**TASK REQUIREMENTS**
Look through the material below. Return exactly the lines from the one with "let settings = cli.settings(input)?;" through the one with "if output_path == input", both included.

**PROVIDED MATERIAL**
//! ipubpandoc: CLI tool to filter markdown into LaTeX, RST or HTML

mod config;

use anyhow::{Context, Result};
use clap::{Parser, Subcommand};
use std::fs;
use std::path::{Path, PathBuf};
use std::sync::Arc;
use tracing_subscriber::EnvFilter;

use ipub_ast::{OutputFormat, render, to_json_string};
use ipub_batch::{BatchOptions, convert_directory};
use ipub_filters::{
    Bibliography, FilterSettings, InputFormat, OptionOverrides, Pipeline, Source, filter_document,
};

use config::{CONFIG_FILE_NAME, Config};

#[derive(Parser, Debug)]
#[command(name = "ipubpandoc")]
#[command(about = "Resolve citations, labels and raw markup in markdown for LaTeX, RST or HTML")]
#[command(version)]
#[command(args_conflicts_with_subcommands = true)]
#[command(after_help = "Examples:
  ipubpandoc doc.md                    # Convert to doc.tex
  ipubpandoc doc.md -t rst -o doc.rst  # Convert to RST
  ipubpandoc doc.md -t html --json     # Write the filtered pandoc JSON
  ipubpandoc notes/ -o build/ -j4      # Convert a directory with 4 jobs
  ipubpandoc init                      # Write a sample _ipubpandoc.toml")]
struct Cli {
    #[command(subcommand)]
    command: Option<Commands>,

    /// Input markdown (or JSON) file or directory
    input: Option<PathBuf>,

    /// Output file or directory
    #[arg(short, long)]
    output: Option<PathBuf>,

    /// Target format: latex, rst or html
    #[arg(short = 't', long = "to")]
    to: Option<OutputFormat>,

    /// Write the filtered document as pandoc JSON
    #[arg(long)]
    json: bool,

    /// Input format: markdown or json
    #[arg(long)]
    from: Option<InputFormat>,

    /// Number of parallel jobs (defaults to number of CPUs)
    #[arg(short, long)]
    jobs: Option<usize>,

    /// Process directories recursively
    #[arg(short, long)]
    recursive: bool,

    /// Use :numref: instead of :ref: for RST references
    #[arg(long)]
    use_numref: bool,

    /// Do not interpret @label prefixes and attribute blocks
    #[arg(long)]
    no_at_notation: bool,

    /// LaTeX command for internal links
    #[arg(long)]
    reftag: Option<String>,

    /// Drop raw content written for another format
    #[arg(long)]
    hide_raw: bool,

    /// Leave raw LaTeX/RST/HTML markup alone
    #[arg(long)]
    no_convert_raw: bool,

    /// Remove document metadata from the output
    #[arg(long)]
    strip_meta: bool,

    /// CSL-JSON or BibTeX (.bib) bibliography for HTML citations
    #[arg(long)]
    bibliography: Option<PathBuf>,

    /// Configuration file (defaults to _ipubpandoc.toml next to the input)
    #[arg(short, long)]
    config: Option<PathBuf>,

    /// Verbose output
    #[arg(short, long)]
    verbose: bool,

    /// Quiet mode - only show errors
    #[arg(short, long)]
    quiet: bool,
}

#[derive(Subcommand, Debug)]
enum Commands {
    /// Write a sample _ipubpandoc.toml to the current directory
    Init {
        /// Overwrite an existing file
        #[arg(long)]
        force: bool,
    },
    /// Print the JSON schema of the configuration file
    Schema,
}

/// Settings resolved from the command line and the configuration file
struct Settings {
    format: OutputFormat,
    from: InputFormat,
    json: bool,
    filters: FilterSettings,
}

impl Cli {
    /// Options given as flags; only flags that were set override anything
    fn overrides(&self) -> OptionOverrides {
        OptionOverrides {
            use_numref: self.use_numref.then_some(true),
            at_notation: self.no_at_notation.then_some(false),
            reftag: self.reftag.clone(),
            hide_raw: self.hide_raw.then_some(true),
            convert_raw: self.no_convert_raw.then_some(false),
            strip_meta: self.strip_meta.then_some(true),
            ..Default::default()
        }
    }

    fn load_config(&self, input: &Path) -> Result<(Config, PathBuf)> {
        if let Some(path) = &self.config {
            let base = path.parent().map(Path::to_path_buf).unwrap_or_default();
            return Ok((Config::load(path)?, base));
        }
        let dir = if input.is_dir() {
            input.to_path_buf()
        } else {
            input.parent().map(Path::to_path_buf).unwrap_or_default()
        };
        let config = Config::load_from_dir(&dir)?.unwrap_or_default();
        Ok((config, dir))
    }

    fn settings(&self, input: &Path) -> Result<Settings> {
        let (config, base) = self.load_config(input)?;

        let format = match (self.to, &config.output.format) {
            (Some(format), _) => format,
            (None, Some(name)) => name
                .parse::<OutputFormat>()
                .with_context(|| format!("Invalid output format in {CONFIG_FILE_NAME}"))?,
            (None, None) => OutputFormat::Latex,
        };
        let from = match (self.from, &config.output.from) {
            (Some(from), _) => from,
            (None, Some(name)) => name
                .parse::<InputFormat>()
                .map_err(anyhow::Error::msg)
                .with_context(|| format!("Invalid input format in {CONFIG_FILE_NAME}"))?,
            (None, None) => InputFormat::Markdown,
        };

        let mut filters = FilterSettings::new()
            .with_layer(self.overrides())
            .with_layer(config.pandoc.overrides());
        let bibliography = match (&self.bibliography, &config.pandoc.bibliography) {
            (Some(path), _) => Some(path.clone()),
            (None, Some(path)) => Some(base.join(path)),
            (None, None) => None,
        };
        if let Some(path) = bibliography {
            let bibliography = Bibliography::load(&path)
                .with_context(|| format!("Failed to load bibliography: {}", path.display()))?;
            tracing::debug!(entries = bibliography.len(), "Loaded bibliography");
            filters = filters.with_bibliography(Arc::new(bibliography));
        }

        Ok(Settings {
            format,
            from,
            json: self.json || config.output.json.unwrap_or(false),
            filters,
        })
    }
}

fn main() -> Result<()> {
    let cli = Cli::parse();
    init_logging(cli.verbose, cli.quiet);

    match &cli.command {
        Some(Commands::Init { force }) => return init_config(*force),
        Some(Commands::Schema) => {
            println!("{}", Config::json_schema_string()?);
            return Ok(());
        }
        None => {}
    }

    let Some(input) = cli.input.as_deref() else {
        anyhow::bail!("No input given; see --help");
    };
    if !input.exists() {
        anyhow::bail!("Input path does not exist: {}", input.display());
    }
    let settings = cli.settings(input)?;

    if input.is_file() {
        convert_file(input, cli.output.as_deref(), &settings, cli.quiet)
    } else {
        convert_dir(input, &cli, settings)
    }
}

/// `-v` and `-q` win over `RUST_LOG`, which wins over the default level
fn init_logging(verbose: bool, quiet: bool) {
    let filter = if verbose {
        EnvFilter::new("debug")
    } else if quiet {
        EnvFilter::new("error")
    } else {
        EnvFilter::try_from_default_env().unwrap_or_else(|_| EnvFilter::new("warn"))
    };
    tracing_subscriber::fmt()
        .with_env_filter(filter)
        .with_writer(std::io::stderr)
        .with_target(false)
        .init();
}

fn init_config(force: bool) -> Result<()> {
    let path = PathBuf::from(CONFIG_FILE_NAME);
    if path.exists() && !force {
        anyhow::bail!("{CONFIG_FILE_NAME} already exists; use --force to overwrite");
    }
    let content = Config::sample().to_toml_with_schema()?;
    fs::write(&path, content).with_context(|| format!("Failed to write: {}", path.display()))?;
    println!("{}", path.display());
    Ok(())
}

/// Convert a single file
fn convert_file(input: &Path, output: Option<&Path>, settings: &Settings, quiet: bool) -> Result<()> {
    let extension = if settings.json {
        "json"
    } else {
        settings.format.extension()
    };
    let output_path = match output {
        Some(p) => p.to_path_buf(),
        None => input.with_extension(extension),
    };
    if output_path == input {
        anyhow::bail!("Refusing to overwrite the input file: {}", input.display());
    }

    tracing::debug!(input = %input.display(), output = %output_path.display(), "Converting");

    let content = fs::read_to_string(input)
        .with_context(|| format!("Failed to read: {}", input.display()))?;

    let doc = filter_document(
        Source::Text(&content),
        settings.from,
        &Pipeline::standard(),
        settings.format,
        &settings.filters,
    )
    .with_context(|| format!("Failed to convert: {}", input.display()))?;
    let out = if settings.json {
        to_json_string(&doc)?
    } else {
        render(&doc, settings.format)
    };

    if let Some(parent) = output_path.parent() {
        fs::create_dir_all(parent)
            .with_context(|| format!("Failed to create directory: {}", parent.display()))?;
    }

    fs::write(&output_path, &out)
        .with_context(|| format!("Failed to write: {}", output_path.display()))?;

    if !quiet {
        println!("{}", output_path.display());
    }

    Ok(())
}

/// Convert a directory of markdown files
fn convert_dir(input: &Path, cli: &Cli, settings: Settings) -> Result<()> {
    if settings.from == InputFormat::Json {
        anyhow::bail!("Directory input only supports markdown files");
    }
    let options = BatchOptions {
        output_dir: cli.output.clone().unwrap_or_else(|| input.to_path_buf()),
        format: settings.format,
        json: settings.json,
        recursive: cli.recursive,
        parallel_jobs: cli.jobs,
        settings: settings.filters,
        ..Default::default()
    };

    let result = convert_directory(input, &options)
        .with_context(|| format!("Failed to convert directory: {}", input.display()))?;

    if !cli.quiet {
        for path in &result.converted {
            println!("{}", path.display());
        }
    }
    for (file, e) in &result.failed {
        eprintln!("Error converting {}: {}", file.display(), e);
    }
    if !cli.quiet {
        eprintln!(
            "Converted {} files, {} failed",
            result.converted.len(),
            result.failed.len()
        );
    }

    if !result.failed.is_empty() {
        anyhow::bail!("{} files failed to convert", result.failed.len());
    }

    Ok(())
}
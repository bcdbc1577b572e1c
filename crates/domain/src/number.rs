// Copyright (C) 2026 Fred Clausen
// Use of this source code is governed by an MIT-style
// license that can be found in the LICENSE file or at
// https://opensource.org/licenses/MIT.

//! Numeric input normalization and display formatting.
//!
//! Every numeric field of a quote passes through [`normalize_number`] before
//! any pricing logic sees it. The function is total: it never panics and never
//! returns `NaN` or an infinity.

use serde::de::IgnoredAny;
use serde::{Deserialize, Serialize, Serializer};

/// A raw numeric value as entered in a form or received in a JSON payload.
///
/// Form inputs arrive as free text (`"1,200"`, `" 4.5 "`, `""`), API clients
/// usually send numbers, and missing fields arrive as `null`. Any other JSON
/// value is accepted and reads as `0`.
#[derive(Debug, Clone, PartialEq, Deserialize, Default)]
#[serde(untagged)]
pub enum RawValue {
    /// A JSON number.
    Number(f64),
    /// Free text typed by an operator.
    Text(String),
    /// No value supplied.
    #[default]
    Empty,
    /// A boolean, array or object.
    Unsupported(IgnoredAny),
}

impl Serialize for RawValue {
    fn serialize<S>(&self, serializer: S) -> Result<S::Ok, S::Error>
    where
        S: Serializer,
    {
        match self {
            Self::Number(value) => serializer.serialize_f64(*value),
            Self::Text(text) => serializer.serialize_str(text),
            Self::Empty | Self::Unsupported(_) => serializer.serialize_none(),
        }
    }
}

impl From<f64> for RawValue {
    fn from(value: f64) -> Self {
        Self::Number(value)
    }
}

impl From<u32> for RawValue {
    fn from(value: u32) -> Self {
        Self::Number(f64::from(value))
    }
}

impl From<i32> for RawValue {
    fn from(value: i32) -> Self {
        Self::Number(f64::from(value))
    }
}

impl From<&str> for RawValue {
    fn from(value: &str) -> Self {
        Self::Text(value.to_string())
    }
}

impl From<String> for RawValue {
    fn from(value: String) -> Self {
        Self::Text(value)
    }
}

/// Clamp and precision bounds for a numeric field.
#[derive(Debug, Clone, Copy, PartialEq)]
pub struct NumberBounds {
    /// Inclusive lower bound.
    pub min: f64,
    /// Inclusive upper bound.
    pub max: f64,
    /// Number of fractional digits kept after rounding.
    pub decimals: u8,
}

impl NumberBounds {
    /// Creates a new set of bounds.
    ///
    /// `min` must not exceed `max`.
    #[must_use]
    pub const fn new(min: f64, max: f64, decimals: u8) -> Self {
        Self { min, max, decimals }
    }
}

/// Parses a raw value into a finite number without clamping or rounding.
///
/// Thousands separators and surrounding whitespace are stripped from text.
/// Anything that does not parse to a finite number yields `0.0`.
#[must_use]
pub fn parse_raw(raw: &RawValue) -> f64 {
    let value: f64 = match raw {
        RawValue::Number(n) => *n,
        RawValue::Text(text) => {
            let cleaned: String = text
                .chars()
                .filter(|c| *c != ',' && !c.is_whitespace())
                .collect();
            if cleaned.is_empty() {
                0.0
            } else {
                cleaned.parse::<f64>().unwrap_or(0.0)
            }
        }
        RawValue::Empty | RawValue::Unsupported(_) => 0.0,
    };

    if value.is_finite() { value } else { 0.0 }
}

/// Rounds half-up to the given number of fractional digits.
///
/// Halves round towards positive infinity, so `2.5 -> 3` and `-2.5 -> -2`.
#[must_use]
// A fused multiply-add skips the intermediate rounding and can move exact halves.
#[allow(clippy::suboptimal_flops)]
pub fn round_to(value: f64, decimals: u8) -> f64 {
    let factor: f64 = 10_f64.powi(i32::from(decimals));
    let rounded: f64 = (value * factor + 0.5).floor() / factor;
    if rounded.is_finite() { rounded } else { 0.0 }
}

/// Rounds a monetary amount half-up to whole baht.
#[must_use]
#[allow(clippy::cast_possible_truncation)]
pub fn round_money(value: f64) -> i64 {
    round_to(value, 0) as i64
}

/// Normalizes a raw value: strip separators, parse, round, then clamp.
///
/// Invalid or empty input is treated as `0` before clamping, so the result is
/// always inside `[bounds.min, bounds.max]`.
///
/// # Example
///
/// ```text
/// normalize_number("1,234.56", {min: 0, max: 2000, decimals: 1}) == 1234.6
/// normalize_number("abc",      {min: 0, max: 10,   decimals: 0}) == 0
/// normalize_number("75",       {min: 1, max: 50,   decimals: 0}) == 50
/// ```
#[must_use]
pub fn normalize_number(raw: &RawValue, bounds: NumberBounds) -> f64 {
    let rounded: f64 = round_to(parse_raw(raw), bounds.decimals);

    if rounded < bounds.min {
        bounds.min
    } else if rounded > bounds.max {
        bounds.max
    } else {
        rounded
    }
}

/// Formats a whole-baht amount with thousands separators (`13500 -> "13,500"`).
#[must_use]
pub fn format_money(amount: i64) -> String {
    let digits: String = amount.unsigned_abs().to_string();
    let grouped: String = group_thousands(&digits);
    if amount < 0 {
        format!("-{grouped}")
    } else {
        grouped
    }
}

/// Formats a number with thousands separators and at most `max_decimals`
/// fractional digits. Trailing zeros are dropped (`6.0 -> "6"`, `2.50 -> "2.5"`).
#[must_use]
pub fn format_number(value: f64, max_decimals: u8) -> String {
    let rounded: f64 = round_to(value, max_decimals);
    let text: String = format!("{:.*}", usize::from(max_decimals), rounded.abs());

    let (int_part, frac_part) = text.split_once('.').unwrap_or((text.as_str(), ""));
    let frac_trimmed: &str = frac_part.trim_end_matches('0');

    let mut out: String = group_thousands(int_part);
    if !frac_trimmed.is_empty() {
        out.push('.');
        out.push_str(frac_trimmed);
    }

    if rounded < 0.0 && out.chars().any(|c| c.is_ascii_digit() && c != '0') {
        format!("-{out}")
    } else {
        out
    }
}

fn group_thousands(digits: &str) -> String {
    let len: usize = digits.len();
    let mut out: String = String::with_capacity(len + len / 3);
    for (i, ch) in digits.chars().enumerate() {
        if i > 0 && (len - i).is_multiple_of(3) {
            out.push(',');
        }
        out.push(ch);
    }
    out
}
// Copyright (C) 2026 Fred Clausen
// Use of this source code is governed by an MIT-style
// license that can be found in the LICENSE file or at
// https://opensource.org/licenses/MIT.

#![deny(
    clippy::pedantic,
    clippy::cargo,
    clippy::nursery,
    clippy::style,
    clippy::correctness,
    clippy::all,
    clippy::suspicious,
    clippy::complexity,
    clippy::perf,
    clippy::unwrap_used,
    clippy::expect_used
)]

mod apply;
mod batch;
mod calendar;
mod command;
mod error;
mod state;

#[cfg(test)]
mod tests;

// Re-export public types and functions
pub use apply::apply;
pub use batch::bounded_concurrent_map;
pub use calendar::{
    AvailabilitySource, CalendarDay, MAX_PRELOAD_DAYS, calendar_dates, preload_calendar,
};
pub use command::{LengthField, QuantityField, QuoteCommand};
pub use error::CoreError;
pub use state::{QuoteForm, QuoteTransition};
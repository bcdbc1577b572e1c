// Copyright (C) 2026 Fred Clausen
// Use of this source code is governed by an MIT-style
// license that can be found in the LICENSE file or at
// https://opensource.org/licenses/MIT.

/// Errors raised while reading external values into domain types.
///
/// Pricing and slot merging are total and never produce these; only parsing
/// at the boundary does.
#[derive(Debug, Clone, PartialEq, Eq)]
pub enum DomainError {
    /// A wall-clock time could not be parsed.
    InvalidTime(String),
    /// Failed to parse date from string.
    DateParseError {
        /// The invalid date string.
        date_string: String,
        /// The parsing error message.
        error: String,
    },
    /// A quote selector value is not recognized.
    UnknownSelector {
        /// The selector field.
        field: &'static str,
        /// The rejected value.
        value: String,
    },
}

impl std::fmt::Display for DomainError {
    fn fmt(&self, f: &mut std::fmt::Formatter<'_>) -> std::fmt::Result {
        match self {
            Self::InvalidTime(value) => {
                write!(f, "Invalid time '{value}': expected HH:MM or HH:MM:SS")
            }
            Self::DateParseError { date_string, error } => {
                write!(f, "Failed to parse date '{date_string}': {error}")
            }
            Self::UnknownSelector { field, value } => {
                write!(f, "Unknown value '{value}' for {field}")
            }
        }
    }
}

impl std::error::Error for DomainError {}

**EXERCISE SOLUTION**
    let settings = cli.settings(input)?;

    if input.is_file() {
        convert_file(input, cli.output.as_deref(), &settings, cli.quiet)
    } else {
        convert_dir(input, &cli, settings)
    }
}

/// `-v` and `-q` win over `RUST_LOG`, which wins over the default level
fn init_logging(verbose: bool, quiet: bool) {
    let filter = if verbose {
        EnvFilter::new("debug")
    } else if quiet {
        EnvFilter::new("error")
    } else {
        EnvFilter::try_from_default_env().unwrap_or_else(|_| EnvFilter::new("warn"))
    };
    tracing_subscriber::fmt()
        .with_env_filter(filter)
        .with_writer(std::io::stderr)
        .with_target(false)
        .init();
}

fn init_config(force: bool) -> Result<()> {
    let path = PathBuf::from(CONFIG_FILE_NAME);
    if path.exists() && !force {
        anyhow::bail!("{CONFIG_FILE_NAME} already exists; use --force to overwrite");
    }
    let content = Config::sample().to_toml_with_schema()?;
    fs::write(&path, content).with_context(|| format!("Failed to write: {}", path.display()))?;
    println!("{}", path.display());
    Ok(())
}

/// Convert a single file
fn convert_file(input: &Path, output: Option<&Path>, settings: &Settings, quiet: bool) -> Result<()> {
    let extension = if settings.json {
        "json"
    } else {
        settings.format.extension()
    };
    let output_path = match output {
        Some(p) => p.to_path_buf(),
        None => input.with_extension(extension),
    };
    if output_path == input {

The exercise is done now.